The combination that’s hard to find elsewhere is unified, cited, official-source-grounded, and callable per profile by a script or an agent — no seat license, no multi-site slog, no fabricated findings.

Pricing model

Pay-per-event: one charge per successful run, fired after the cited profile is pushed. It covers entity resolution, every selected source query, and the synthesis. Failed runs are never charged, and the platform startup charge is effectively zero. Subscriber tiers receive a discount. The flat-per-profile shape keeps the cost predictable for an agent caller even though the work varies with how many sources you select.

Current rates live on the Pricing tab of the Apify Store page.
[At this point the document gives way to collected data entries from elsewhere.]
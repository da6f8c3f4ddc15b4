//! Módulo `excel` dividido en submódulos para mantener el código organizado.
//!
//! Submódulos:
//! - `io`: lectura de libros con calamine y conversión de celdas
//! - `extract`: extractor de registros por hoja (encabezado `총시수`)
//! - `merge`: fusión de registros duplicados dentro de un libro
//! - `school`: nombre del colegio a partir del nombre de archivo

/// Helpers de IO para lectura de Excel
pub mod io;

/// Extractor perezoso de registros: `extract_records`
pub mod extract;

/// Fusión por (과목, 교사명): `merge_records`, `process_workbook_file`
pub mod merge;

/// Nombre de colegio desde `2024(가온고).xlsx`
pub mod school;

pub use extract::{extract_records, RecordExtractor};
pub use io::read_workbook_sheets;
pub use merge::{merge_records, process_workbook, process_workbook_file};
pub use school::{school_name_from_path, SINGLE_SCHOOL_FALLBACK, UNKNOWN_SCHOOL};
Open questions / future work

  • EPA freshness. Environmental findings come from a weekly index rebuild — a deliberate trade of recency for reliability against an API that won’t take live per-call traffic. A shorter rebuild cadence, or an on-demand refresh for a single entity, would tighten that window.
  • Court depth. Federal dockets and opinions come through CourtListener/RECAP; state courts stay out of scope on terms-of-service grounds. Broader state-level coverage would need per-state sources with defensible terms.
  • Cross-source de-duplication. A single matter can appear in both a DOJ release and a federal docket. Today they show as two findings; collapsing them into one with multiple citations is a refinement.
  • Latency on the defended sources. NLRB sits behind a JavaScript bot-wall and EPA behind a throttled API; clearing the first reliably and querying the second both add time, so a heavily-covered entity across all seven sources can run long. The async endpoint handles it, but a first-class “this will take a while” signal for agent callers is worth adding.
  • Caching the slow agencies. The free agency endpoints rate-limit; a short-lived cache would smooth repeated profiles of the same entity.